The data considered here were not collected according to a specific process, as the genotypes of isolates were sequenced selectively and also the swabs were collected both routinely and occasionally from diseased children. To study the robustness of our conclusions, we considered the following six alternative models for observations:

  • — Model 1. Infections are observed independently of each other with a probability p. The actual time they are observed is uniformly distributed over the time of infectiousness.

  • — Model 2. Infections are observed independently of each other with a probability p. The actual time an infection is observed is uniformly distributed over the time of infectiousness, if the infection period was shorter than one month. If the infection period was longer than a month, the time of observation has a truncated gamma distribution centred at the 30 days from the beginning of the infection. Thus, long infection periods are more probably observed at the beginning of the infectious period.

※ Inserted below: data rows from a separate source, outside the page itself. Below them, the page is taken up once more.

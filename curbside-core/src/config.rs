//! Per-town configuration.

use std::collections::HashMap;
use std::path::PathBuf;

use chrono::NaiveDate;
use chrono_tz::Tz;
use serde::{Deserialize, Serialize};

use crate::model::{RecyclingColor, RecyclingMode, TownId, TownMeta};
use crate::normalize::StreetNormalizer;
use crate::resolver::ResolverSettings;

#[derive(thiserror::Error, Debug, Clone, PartialEq, Eq)]
/// Invalid town configuration.
pub enum ConfigError {
    /// A required text field is blank.
    #[error("{0} must be non-empty")]
    Empty(&'static str),
    /// The timezone is not an IANA name.
    #[error("Unknown timezone: {0}")]
    Timezone(String),
    /// A numeric setting is outside its allowed range.
    #[error("{field} {reason}")]
    OutOfRange {
        /// Setting name.
        field: &'static str,
        /// Allowed range.
        reason: &'static str,
    },
    /// Only one of the two recycling anchor fields is set.
    #[error("anchor_week_sunday and anchor_color must both be provided if one is set")]
    PartialAnchor,
}

#[derive(Debug, Clone, PartialEq, Eq, Serialize, Deserialize)]
/// Everything curbside needs to know about one town.
pub struct TownConfig {
    /// Stable identifier, used in paths and snapshot metadata.
    pub town_id: String,
    /// Display name.
    pub town_name: String,
    /// IANA timezone that decides what "today" is.
    pub timezone: String,
    /// Schedule window defaults.
    #[serde(default)]
    pub schedule: ScheduleConfig,
    /// Recycling and holiday rules that win over parsed data.
    pub rules: RulesConfig,
    /// Override files, relative to the town directory.
    #[serde(default)]
    pub overrides_paths: OverridesPaths,
    /// Suggestion settings.
    #[serde(default)]
    pub resolver: ResolverConfig,
    /// Snapshot reload settings.
    #[serde(default)]
    pub service: ServiceConfig,
    /// Replacement abbreviation tables.
    #[serde(default)]
    pub normalizer: NormalizerConfig,
    /// Database snapshot location, relative to the town directory.
    #[serde(default)]
    pub database_path: Option<PathBuf>,
}

#[derive(Debug, Clone, Copy, PartialEq, Eq, Serialize, Deserialize)]
/// Default and maximum schedule lengths.
pub struct ScheduleConfig {
    /// Days generated when a request names none.
    #[serde(default = "default_days")]
    pub default_days_ahead: u32,
    /// Upper bound for requested days.
    #[serde(default = "default_days")]
    pub max_days_ahead: u32,
}

impl Default for ScheduleConfig {
    fn default() -> Self {
        Self {
            default_days_ahead: default_days(),
            max_days_ahead: default_days(),
        }
    }
}

fn default_days() -> u32 {
    365
}

#[derive(Debug, Clone, PartialEq, Eq, Serialize, Deserialize)]
/// Rule blocks.
pub struct RulesConfig {
    /// Recycling calendar.
    pub recycling: RecyclingRules,
    /// Holiday handling.
    #[serde(default)]
    pub holidays: HolidayRules,
}

#[derive(Debug, Clone, PartialEq, Eq, Serialize, Deserialize)]
/// Recycling calendar rules.
pub struct RecyclingRules {
    /// Scheduling mode.
    pub mode: RecyclingMode,
    /// Anchor Sunday; falls back to the parsed schedule when unset.
    #[serde(default)]
    pub anchor_week_sunday: Option<NaiveDate>,
    /// Anchor color; falls back to the parsed schedule when unset.
    #[serde(default)]
    pub anchor_color: Option<RecyclingColor>,
}

#[derive(Debug, Clone, PartialEq, Eq, Serialize, Deserialize)]
/// Holiday rules. Empty lists fall back to the parsed schedule.
pub struct HolidayRules {
    /// Dates without pickup.
    #[serde(default)]
    pub no_collection_dates: Vec<NaiveDate>,
    /// Holidays shifting the rest of their week.
    #[serde(default)]
    pub shift_holidays: Vec<NaiveDate>,
    /// Sundays of delayed weeks.
    #[serde(default)]
    pub delay_anchor_week_sundays: Vec<NaiveDate>,
    /// Global switch for holiday shifting.
    #[serde(default = "default_true")]
    pub shift_by_one_day: bool,
}

impl Default for HolidayRules {
    fn default() -> Self {
        Self {
            no_collection_dates: Vec::new(),
            shift_holidays: Vec::new(),
            delay_anchor_week_sundays: Vec::new(),
            shift_by_one_day: true,
        }
    }
}

fn default_true() -> bool {
    true
}

#[derive(Debug, Clone, Default, PartialEq, Eq, Serialize, Deserialize)]
/// Override file locations.
pub struct OverridesPaths {
    /// Street alias map.
    #[serde(default)]
    pub street_aliases_yaml: Option<PathBuf>,
    /// Holiday date replacements.
    #[serde(default, alias = "holiday_rules_yaml")]
    pub holiday_overrides_yaml: Option<PathBuf>,
    /// Route delete/patch/add edits.
    #[serde(default)]
    pub route_overrides_yaml: Option<PathBuf>,
}

#[derive(Debug, Clone, Copy, PartialEq, Eq, Serialize, Deserialize)]
/// Suggestion settings as written in the config file.
pub struct ResolverConfig {
    /// Maximum suggestions, greater than zero.
    #[serde(default = "default_suggestion_limit")]
    pub suggestion_limit: usize,
    /// Minimum similarity, 0 to 100.
    #[serde(default = "default_fuzzy_threshold")]
    pub fuzzy_threshold: u8,
}

impl Default for ResolverConfig {
    fn default() -> Self {
        Self {
            suggestion_limit: default_suggestion_limit(),
            fuzzy_threshold: default_fuzzy_threshold(),
        }
    }
}

fn default_suggestion_limit() -> usize {
    10
}

fn default_fuzzy_threshold() -> u8 {
    85
}

impl From<ResolverConfig> for ResolverSettings {
    fn from(config: ResolverConfig) -> Self {
        Self {
            suggestion_limit: config.suggestion_limit,
            fuzzy_threshold: config.fuzzy_threshold,
        }
    }
}

#[derive(Debug, Clone, Copy, PartialEq, Eq, Serialize, Deserialize)]
/// Snapshot reload settings.
pub struct ServiceConfig {
    /// Minimum seconds between modification checks, at least one.
    #[serde(default = "default_reload_interval")]
    pub reload_interval_seconds: u64,
}

impl Default for ServiceConfig {
    fn default() -> Self {
        Self {
            reload_interval_seconds: default_reload_interval(),
        }
    }
}

fn default_reload_interval() -> u64 {
    10
}

#[derive(Debug, Clone, Default, PartialEq, Eq, Serialize, Deserialize)]
/// Abbreviation tables replacing the built-in ones.
pub struct NormalizerConfig {
    /// Street suffixes.
    #[serde(default)]
    pub suffixes: Option<HashMap<String, String>>,
    /// Directionals.
    #[serde(default)]
    pub directionals: Option<HashMap<String, String>>,
}

impl NormalizerConfig {
    /// Normalizer using these tables.
    #[must_use]
    pub fn build(&self) -> StreetNormalizer {
        StreetNormalizer::new(self.suffixes.clone(), self.directionals.clone())
    }
}

impl TownConfig {
    /// Check every rule a config file can break.
    ///
    /// # Errors
    ///
    /// Returns the first [`ConfigError`] found.
    pub fn validate(&self) -> Result<(), ConfigError> {
        for (field, value) in [
            ("town_id", &self.town_id),
            ("town_name", &self.town_name),
            ("timezone", &self.timezone),
        ] {
            if value.trim().is_empty() {
                return Err(ConfigError::Empty(field));
            }
        }
        self.tz()?;

        if self.schedule.default_days_ahead == 0 {
            return Err(ConfigError::OutOfRange {
                field: "default_days_ahead",
                reason: "must be > 0",
            });
        }
        if self.schedule.max_days_ahead == 0 {
            return Err(ConfigError::OutOfRange {
                field: "max_days_ahead",
                reason: "must be > 0",
            });
        }
        if self.schedule.default_days_ahead > self.schedule.max_days_ahead {
            return Err(ConfigError::OutOfRange {
                field: "default_days_ahead",
                reason: "cannot exceed max_days_ahead",
            });
        }

        let recycling = &self.rules.recycling;
        if recycling.mode == RecyclingMode::AlternatingWeek
            && recycling.anchor_week_sunday.is_some() != recycling.anchor_color.is_some()
        {
            return Err(ConfigError::PartialAnchor);
        }

        if self.resolver.suggestion_limit == 0 {
            return Err(ConfigError::OutOfRange {
                field: "suggestion_limit",
                reason: "must be > 0",
            });
        }
        if self.resolver.fuzzy_threshold > 100 {
            return Err(ConfigError::OutOfRange {
                field: "fuzzy_threshold",
                reason: "must be between 0 and 100",
            });
        }
        if self.service.reload_interval_seconds == 0 {
            return Err(ConfigError::OutOfRange {
                field: "reload_interval_seconds",
                reason: "must be >= 1",
            });
        }
        Ok(())
    }

    /// The town's timezone.
    ///
    /// # Errors
    ///
    /// Returns [`ConfigError::Timezone`] for names unknown to the tz database.
    pub fn tz(&self) -> Result<Tz, ConfigError> {
        self.timezone
            .parse::<Tz>()
            .map_err(|_parse_error| ConfigError::Timezone(self.timezone.clone()))
    }

    /// Identifier and display name.
    #[must_use]
    pub fn meta(&self) -> TownMeta {
        TownMeta {
            id: TownId(self.town_id.clone()),
            name: self.town_name.clone(),
        }
    }

    /// Snapshot path relative to the town directory.
    #[must_use]
    pub fn database_path(&self) -> PathBuf {
        self.database_path.clone().unwrap_or_else(|| {
            PathBuf::from("data")
                .join("generated")
                .join(format!("{}.json", self.town_id))
        })
    }
}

  • — Model 3. Infections are observed independently of each other, but the probability of an infection being observed is proportional to the length of the infectious period. The actual time they are observed is uniformly distributed over the time of infectiousness.

  • — Model 4. Observations are collected as in model 1, but P({T|x,t,Z}) is defined so that genotypic lineages, once in the same host, are more likely to coalesce during the infection period of the host than to remain as separate lineages that were both transmitted from the source of infection.

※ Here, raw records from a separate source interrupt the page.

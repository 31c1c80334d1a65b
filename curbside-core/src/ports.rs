//! Traits describing where database snapshots come from.

use std::io;
use std::time::SystemTime;

use async_trait::async_trait;

use crate::model::Database;

#[derive(thiserror::Error, Debug)]
/// Errors that can occur while reading a snapshot source.
pub enum SourceError {
    /// Reading the backing store failed.
    #[error("I/O error: {0}")]
    Io(#[from] io::Error),
    /// The snapshot could not be decoded.
    #[error("Invalid database format: {0}")]
    Format(String),
    /// The backing store has no snapshot.
    #[error("Database not found: {0}")]
    Missing(String),
}

#[async_trait]
/// Backend holding the current database snapshot of one town.
pub trait SnapshotSource: Send + Sync {
    /// Human-readable location, used in logs.
    fn describe(&self) -> String;

    /// Read and decode the snapshot.
    ///
    /// # Errors
    ///
    /// Returns a [`SourceError`] when the snapshot is missing or malformed.
    async fn load(&self) -> Result<Database, SourceError>;

    /// Last modification stamp, if the backend tracks one.
    ///
    /// # Errors
    ///
    /// Returns a [`SourceError`] when the backend cannot be queried.
    async fn modified(&self) -> Result<Option<SystemTime>, SourceError>;
}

  • — Model 5. In this model, data are collected as in model 3, but the transmission bottlenecks are penalized as in model 4.

  • — Model 6. Data are collected as in model 2, and the transmission bottlenecks are penalized as in model 4.

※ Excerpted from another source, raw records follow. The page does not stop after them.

//! Terminal front end for curbside: browse pickup schedules or build town databases.

mod app;
mod input;
mod ui;

use std::fs::File;
use std::path::{Path, PathBuf};
use std::sync::{Arc, Mutex};
use std::{io, time::Duration as StdDuration};

use anyhow::{Context, Result};
use clap::{Parser, Subcommand};
use crossterm::{
    event::{self, DisableMouseCapture, EnableMouseCapture, Event as CEvent},
    execute,
    terminal::{EnterAlternateScreen, LeaveAlternateScreen, disable_raw_mode, enable_raw_mode},
};
use curbside_core::{
    CollectionService, ResolveErrorKind, RouteQuery, RouteSchedule, ScheduleRequest, ServiceError,
    TownId, TownRegistry,
};
use curbside_source_file as source_file;
use ratatui::{Terminal, backend::CrosstermBackend};
use tracing::info;
use tracing_subscriber::EnvFilter;

use crate::app::App;
use crate::input::{Action, parse_address_input, trailing_number_reading};

#[derive(Parser)]
#[command(name = "curbside", version, about = "Trash and recycling pickup calendar")]
struct Cli {
    #[command(subcommand)]
    command: Command,
}

#[derive(Subcommand)]
enum Command {
    /// Look up pickup schedules interactively
    Browse {
        /// Town config file (repeat for several towns)
        #[arg(long = "town", required = true)]
        towns: Vec<PathBuf>,
        /// Days to show; the town default when omitted
        #[arg(long)]
        days: Option<u32>,
        /// Write logs here (the terminal belongs to the UI)
        #[arg(long)]
        log_file: Option<PathBuf>,
    },
    /// Build a town database from parser output
    Build {
        /// Town config file
        #[arg(long)]
        town: PathBuf,
        /// Parsed route list (JSON)
        #[arg(long)]
        routes: PathBuf,
        /// Parsed schedule guide (JSON)
        #[arg(long)]
        schedule: PathBuf,
        /// Output database path
        #[arg(long)]
        out: PathBuf,
        /// Check inputs without writing the database
        #[arg(long)]
        validate_only: bool,
    },
}

#[tokio::main]
async fn main() -> Result<()> {
    let cli = Cli::parse();

    match cli.command {
        Command::Browse {
            towns,
            days,
            log_file,
        } => {
            init_file_logging(log_file.as_deref())?;
            browse(&towns, days).await
        }
        Command::Build {
            town,
            routes,
            schedule,
            out,
            validate_only,
        } => {
            tracing_subscriber::fmt()
                .with_env_filter(env_filter())
                .with_writer(io::stderr)
                .init();
            let db = source_file::build_database_files(
                &town,
                &routes,
                &schedule,
                &out,
                validate_only,
            )
            .with_context(|| format!("building database for {}", town.display()))?;
            info!(routes = db.routes.len(), aliases = db.aliases.len(), "build finished");
            Ok(())
        }
    }
}

fn env_filter() -> EnvFilter {
    EnvFilter::try_from_default_env().unwrap_or_else(|_| EnvFilter::new("info"))
}

fn init_file_logging(log_file: Option<&Path>) -> Result<()> {
    let builder = tracing_subscriber::fmt().with_env_filter(env_filter());
    match log_file {
        Some(path) => {
            let file = File::create(path)
                .with_context(|| format!("creating log file {}", path.display()))?;
            builder.with_ansi(false).with_writer(Mutex::new(file)).init();
        }
        None => builder.with_writer(io::sink).init(),
    }
    Ok(())
}

async fn browse(town_configs: &[PathBuf], days: Option<u32>) -> Result<()> {
    let plugins = town_configs
        .iter()
        .map(|path| {
            source_file::plugin(path)
                .with_context(|| format!("loading town config {}", path.display()))
        })
        .collect::<Result<Vec<_>>>()?;
    let registry = Arc::new(TownRegistry::new(plugins));
    let service = Arc::new(CollectionService::new(registry));

    let app = App::new(service, days);

    // Terminal init
    enable_raw_mode()?;
    let mut stdout = io::stdout();
    execute!(stdout, EnterAlternateScreen, EnableMouseCapture)?;
    let backend = CrosstermBackend::new(stdout);
    let mut terminal = Terminal::new(backend)?;

    let res = run(&mut terminal, app).await;

    // Restore terminal
    disable_raw_mode()?;
    execute!(
        terminal.backend_mut(),
        LeaveAlternateScreen,
        DisableMouseCapture
    )?;
    terminal.show_cursor()?;

    res
}

async fn run(terminal: &mut Terminal<CrosstermBackend<io::Stdout>>, mut app: App) -> Result<()> {
    loop {
        terminal.draw(|frame| ui::draw(frame, &app))?;

        // Poll for input (non-blocking, small timeout to keep CPU low)
        if event::poll(StdDuration::from_millis(100))?
            && let CEvent::Key(key) = event::read()?
        {
            match input::handle_key_event(key, &mut app) {
                Action::Quit => break,
                Action::None => {}
                Action::LoadTownSummary => {
                    let Some(town) = app.selected_town.clone() else {
                        continue;
                    };
                    app.is_loading = true;
                    terminal.draw(|frame| ui::draw(frame, &app))?;

                    let summary = tokio::try_join!(
                        app.service.streets(&town),
                        app.service.snapshot_info(&town)
                    );

                    app.is_loading = false;
                    match summary {
                        Ok((streets, info)) => {
                            app.error_message = None;
                            app.show_town_summary(&streets, &info);
                        }
                        Err(err) => {
                            app.error_message = Some(format!("Failed to load town data: {err}"));
                        }
                    }
                }
                Action::LoadSchedule => {
                    let Some(town) = app.selected_town.clone() else {
                        app.error_message = Some("Select a town first".into());
                        continue;
                    };
                    let Some(query) = parse_address_input(&app.address_input) else {
                        app.error_message = Some(
                            "Type a street (optionally with a house number), then press Enter"
                                .into(),
                        );
                        continue;
                    };

                    app.is_loading = true;
                    app.error_message = None;
                    terminal.draw(|frame| ui::draw(frame, &app))?;

                    let res = load_schedule(&app, &town, query).await;

                    app.is_loading = false;
                    match res {
                        Ok(schedule) => app.show_schedule(schedule),
                        Err(ServiceError::Resolve(err)) => app.show_resolve_error(err),
                        Err(err) => {
                            app.error_message = Some(format!("Failed to load schedule: {err}"));
                        }
                    }
                }
            }
        }
    }

    Ok(())
}

/// Schedule for the typed address. When the whole text is not a known street, retry with
/// a trailing number read as the house number ("Boston Rd 65").
async fn load_schedule(
    app: &App,
    town: &TownId,
    query: RouteQuery,
) -> Result<RouteSchedule, ServiceError> {
    let alternative = trailing_number_reading(&query);
    let request = |query: RouteQuery| ScheduleRequest {
        days: app.days,
        ..ScheduleRequest::for_address(query)
    };

    let first = app.service.schedule(town, &request(query)).await;
    let not_found = matches!(
        &first,
        Err(ServiceError::Resolve(err)) if err.kind == ResolveErrorKind::NotFound
    );
    let Some(alternative) = alternative.filter(|_| not_found) else {
        return first;
    };
    match app.service.schedule(town, &request(alternative)).await {
        Err(ServiceError::Resolve(retry)) if retry.kind == ResolveErrorKind::NotFound => first,
        retried => retried,
    }
}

In the electronic supplementary material, we show how the elements of the importance weights in equation (2.3) can be calculated under each of the six models above.

3. Results

To illustrate the framework presented here, we implemented the presented scheme on observations considering the most prevalent serotypes. The data were clustered as described in the electronic supplementary material. This resulted in 53 separate data clusters with a total of 103 pairs of households among whom transmission was considered plausible. Each data cluster was analysed independently of the others using the framework described above. In our application, we assumed the topology of the genealogy to be fixed for each cluster and given by the parsimony tree, and sampled only the coalescence times from the posterior. In the electronic supplementary material, we show how we sample from the posterior distribution of T, conditional on the parsimonious phylogenetic tree. Assuming fixed genealogy might produce overconfident results considering transmission links, when data clusters of more than two isolates are considered. Therefore, the topology could also be considered uncertain, and the genealogies could be sampled using, for instance, standard bootstrap techniques.

(a). From within-household dynamics to between-household transmission trees Γ(·)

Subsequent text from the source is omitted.